## Task
Can you print every record below exactly as written?

### Listed entries

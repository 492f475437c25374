use crate::http::build_client;
use async_trait::async_trait;
use reqwest::Client;
use serde_json::Value;
use thiserror::Error;
use tracing::{debug, warn};

const PHOTO_PATHS: [&str; 6] = [
    "/photos",
    "/data/photos",
    "/result/photos",
    "/data/result/photos",
    "/photo",
    "/data/photo",
];

const BALANCE_PATHS: [&str; 6] = [
    "/balance",
    "/data/balance",
    "/result/balance",
    "/data/result/balance",
    "/data/account/balance",
    "/account/balance",
];

#[derive(Debug, Error)]
pub enum PhotoServiceError {
    #[error("photo service unreachable: {0}")]
    Http(String),
    #[error("photo service returned HTTP {0}")]
    Status(u16),
    #[error("invalid photo service response: {0}")]
    InvalidResponse(String),
}

/// Error envelope reported by the service itself.
#[derive(Debug, Clone, PartialEq, Eq)]
pub struct ServiceFault {
    pub code: String,
    pub text: String,
}

#[derive(Debug, Clone, Default, PartialEq)]
pub struct PhotoReport {
    pub photos: Vec<String>,
    pub balance: Option<f64>,
    pub fault: Option<ServiceFault>,
}

/// Paid source of additional listing photos; also reports the account balance.
#[async_trait]
pub trait PhotoProvider: Send + Sync {
    async fn photos_for(&self, listing_url: &str) -> Result<PhotoReport, PhotoServiceError>;
}

#[derive(Debug, Clone)]
pub struct PhotoServiceConfig {
    pub api_url: String,
    pub api_key: String,
    pub action: String,
}

pub struct PhotoServiceClient {
    http: Client,
    config: PhotoServiceConfig,
}

impl PhotoServiceClient {
    pub fn new(config: PhotoServiceConfig) -> Self {
        Self {
            http: build_client(),
            config,
        }
    }
}

#[async_trait]
impl PhotoProvider for PhotoServiceClient {
    async fn photos_for(&self, listing_url: &str) -> Result<PhotoReport, PhotoServiceError> {
        let key = self.config.api_key.as_str();
        let response = self
            .http
            .get(&self.config.api_url)
            .query(&[
                ("k", key),
                ("key", key),
                ("action", self.config.action.as_str()),
                ("url", listing_url),
                ("u", listing_url),
            ])
            .send()
            .await
            .map_err(|err| PhotoServiceError::Http(err.to_string()))?;
        let status = response.status();
        if !status.is_success() {
            return Err(PhotoServiceError::Status(status.as_u16()));
        }
        let payload = response
            .json::<Value>()
            .await
            .map_err(|err| PhotoServiceError::InvalidResponse(err.to_string()))?;
        let report = read_envelope(&payload);
        match &report.fault {
            Some(fault) => warn!(
                target = "reconciler.photos",
                code = %fault.code,
                text = %fault.text,
                balance = ?report.balance,
                "photo_service_fault"
            ),
            None => debug!(
                target = "reconciler.photos",
                count = report.photos.len(),
                balance = ?report.balance,
                "photo_service_ok"
            ),
        }
        Ok(report)
    }
}

/// Interprets a photo-service response body.
pub fn read_envelope(payload: &Value) -> PhotoReport {
    if payload.get("status").and_then(Value::as_str) == Some("error") {
        let code = match payload.get("err_code") {
            Some(Value::String(code)) => code.clone(),
            Some(Value::Null) | None => "0".to_string(),
            Some(other) => other.to_string(),
        };
        let text = payload
            .get("text")
            .and_then(Value::as_str)
            .unwrap_or("ошибка фотосервиса")
            .to_string();
        return PhotoReport {
            photos: Vec::new(),
            balance: payload.get("balance").and_then(normalize_balance),
            fault: Some(ServiceFault { code, text }),
        };
    }

    let raw_photos = first_present(payload, &PHOTO_PATHS).or_else(|| payload.is_array().then_some(payload));
    let photos = raw_photos
        .and_then(Value::as_array)
        .map(|items| {
            items
                .iter()
                .filter_map(Value::as_str)
                .filter(|url| !url.is_empty())
                .map(str::to_string)
                .collect()
        })
        .unwrap_or_default();
    let balance = first_present(payload, &BALANCE_PATHS).and_then(normalize_balance);
    PhotoReport {
        photos,
        balance,
        fault: None,
    }
}

fn first_present<'a>(payload: &'a Value, paths: &[&str]) -> Option<&'a Value> {
    paths
        .iter()
        .filter_map(|path| payload.pointer(path))
        .find(|value| !value.is_null())
}

/// Balances arrive as numbers or numeric strings.
pub fn normalize_balance(raw: &Value) -> Option<f64> {
    match raw {
        Value::Number(number) => number.as_f64(),
        Value::String(text) => text.trim().parse::<f64>().ok(),
        _ => None,
    }
}

#[cfg(test)]
pub mod testing {
    use super::*;
    use std::sync::Mutex;

    /// Replays scripted reports in order; the last one repeats.
    pub struct ScriptedPhotos {
        script: Mutex<Vec<Result<PhotoReport, u16>>>,
        calls: Mutex<usize>,
    }

    impl ScriptedPhotos {
        pub fn reporting(photos: &[&str], balance: Option<f64>) -> Self {
            Self::script(vec![Ok(PhotoReport {
                photos: photos.iter().map(|p| p.to_string()).collect(),
                balance,
                fault: None,
            })])
        }

        pub fn script(script: Vec<Result<PhotoReport, u16>>) -> Self {
            Self {
                script: Mutex::new(script),
                calls: Mutex::new(0),
            }
        }

        pub fn calls(&self) -> usize {
            *self.calls.lock().unwrap()
        }
    }

    #[async_trait]
    impl PhotoProvider for ScriptedPhotos {
        async fn photos_for(&self, _listing_url: &str) -> Result<PhotoReport, PhotoServiceError> {
            *self.calls.lock().unwrap() += 1;
            let mut script = self.script.lock().unwrap();
            let next = if script.len() > 1 {
                script.remove(0)
            } else {
                script[0].clone()
            };
            next.map_err(PhotoServiceError::Status)
        }
    }
}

######

## Solution to this task
repository 492f475437c25374
use crate::http::build_client;
use async_trait::async_trait;
use reqwest::Client;
use serde_json::Value;
use thiserror::Error;
use tracing::{debug, warn};

const PHOTO_PATHS: [&str; 6] = [
    "/photos",
    "/data/photos",
    "/result/photos",
    "/data/result/photos",
    "/photo",
    "/data/photo",
];

const BALANCE_PATHS: [&str; 6] = [
    "/balance",
    "/data/balance",
    "/result/balance",
    "/data/result/balance",
    "/data/account/balance",
    "/account/balance",
];

#[derive(Debug, Error)]
pub enum PhotoServiceError {
    #[error("photo service unreachable: {0}")]
    Http(String),
    #[error("photo service returned HTTP {0}")]
    Status(u16),
    #[error("invalid photo service response: {0}")]
    InvalidResponse(String),
}

/// Error envelope reported by the service itself.
#[derive(Debug, Clone, PartialEq, Eq)]
pub struct ServiceFault {
    pub code: String,
    pub text: String,
}

#[derive(Debug, Clone, Default, PartialEq)]
pub struct PhotoReport {
    pub photos: Vec<String>,
    pub balance: Option<f64>,
    pub fault: Option<ServiceFault>,
}

/// Paid source of additional listing photos; also reports the account balance.
#[async_trait]
pub trait PhotoProvider: Send + Sync {
    async fn photos_for(&self, listing_url: &str) -> Result<PhotoReport, PhotoServiceError>;
}

#[derive(Debug, Clone)]
pub struct PhotoServiceConfig {
    pub api_url: String,
    pub api_key: String,
    pub action: String,
}

pub struct PhotoServiceClient {
    http: Client,
    config: PhotoServiceConfig,
}

impl PhotoServiceClient {
    pub fn new(config: PhotoServiceConfig) -> Self {
        Self {
            http: build_client(),
            config,
        }
    }
}

#[async_trait]
impl PhotoProvider for PhotoServiceClient {
    async fn photos_for(&self, listing_url: &str) -> Result<PhotoReport, PhotoServiceError> {
        let key = self.config.api_key.as_str();
        let response = self
            .http
            .get(&self.config.api_url)
            .query(&[
                ("k", key),
                ("key", key),
                ("action", self.config.action.as_str()),
                ("url", listing_url),
                ("u", listing_url),
            ])
            .send()
            .await
            .map_err(|err| PhotoServiceError::Http(err.to_string()))?;
        let status = response.status();
        if !status.is_success() {
            return Err(PhotoServiceError::Status(status.as_u16()));
        }
        let payload = response
            .json::<Value>()
            .await
            .map_err(|err| PhotoServiceError::InvalidResponse(err.to_string()))?;
        let report = read_envelope(&payload);
        match &report.fault {
            Some(fault) => warn!(
                target = "reconciler.photos",
                code = %fault.code,
                text = %fault.text,
                balance = ?report.balance,
                "photo_service_fault"
            ),
            None => debug!(
                target = "reconciler.photos",
                count = report.photos.len(),
                balance = ?report.balance,
                "photo_service_ok"
            ),
        }
        Ok(report)
    }
}

/// Interprets a photo-service response body.
pub fn read_envelope(payload: &Value) -> PhotoReport {
    if payload.get("status").and_then(Value::as_str) == Some("error") {
        let code = match payload.get("err_code") {
            Some(Value::String(code)) => code.clone(),
            Some(Value::Null) | None => "0".to_string(),
            Some(other) => other.to_string(),
        };
        let text = payload
            .get("text")
            .and_then(Value::as_str)
            .unwrap_or("ошибка фотосервиса")
            .to_string();
        return PhotoReport {
            photos: Vec::new(),
            balance: payload.get("balance").and_then(normalize_balance),
            fault: Some(ServiceFault { code, text }),
        };
    }

    let raw_photos = first_present(payload, &PHOTO_PATHS).or_else(|| payload.is_array().then_some(payload));
    let photos = raw_photos
        .and_then(Value::as_array)
        .map(|items| {
            items
                .iter()
                .filter_map(Value::as_str)
                .filter(|url| !url.is_empty())
                .map(str::to_string)
                .collect()
        })
        .unwrap_or_default();
    let balance = first_present(payload, &BALANCE_PATHS).and_then(normalize_balance);
    PhotoReport {
        photos,
        balance,
        fault: None,
    }
}

fn first_present<'a>(payload: &'a Value, paths: &[&str]) -> Option<&'a Value> {
    paths
        .iter()
        .filter_map(|path| payload.pointer(path))
        .find(|value| !value.is_null())
}

/// Balances arrive as numbers or numeric strings.
pub fn normalize_balance(raw: &Value) -> Option<f64> {
    match raw {
        Value::Number(number) => number.as_f64(),
        Value::String(text) => text.trim().parse::<f64>().ok(),
        _ => None,
    }
}

#[cfg(test)]
pub mod testing {
    use super::*;
    use std::sync::Mutex;

    /// Replays scripted reports in order; the last one repeats.
    pub struct ScriptedPhotos {
        script: Mutex<Vec<Result<PhotoReport, u16>>>,
        calls: Mutex<usize>,
    }

    impl ScriptedPhotos {
        pub fn reporting(photos: &[&str], balance: Option<f64>) -> Self {
            Self::script(vec![Ok(PhotoReport {
                photos: photos.iter().map(|p| p.to_string()).collect(),
                balance,
                fault: None,
            })])
        }

        pub fn script(script: Vec<Result<PhotoReport, u16>>) -> Self {
            Self {
                script: Mutex::new(script),
                calls: Mutex::new(0),
            }
        }

        pub fn calls(&self) -> usize {
            *self.calls.lock().unwrap()
        }
    }

    #[async_trait]
    impl PhotoProvider for ScriptedPhotos {
        async fn photos_for(&self, _listing_url: &str) -> Result<PhotoReport, PhotoServiceError> {
            *self.calls.lock().unwrap() += 1;
            let mut script = self.script.lock().unwrap();
            let next = if script.len() > 1 {
                script.remove(0)
            } else {
                script[0].clone()
            };
            next.map_err(PhotoServiceError::Status)
        }
    }
}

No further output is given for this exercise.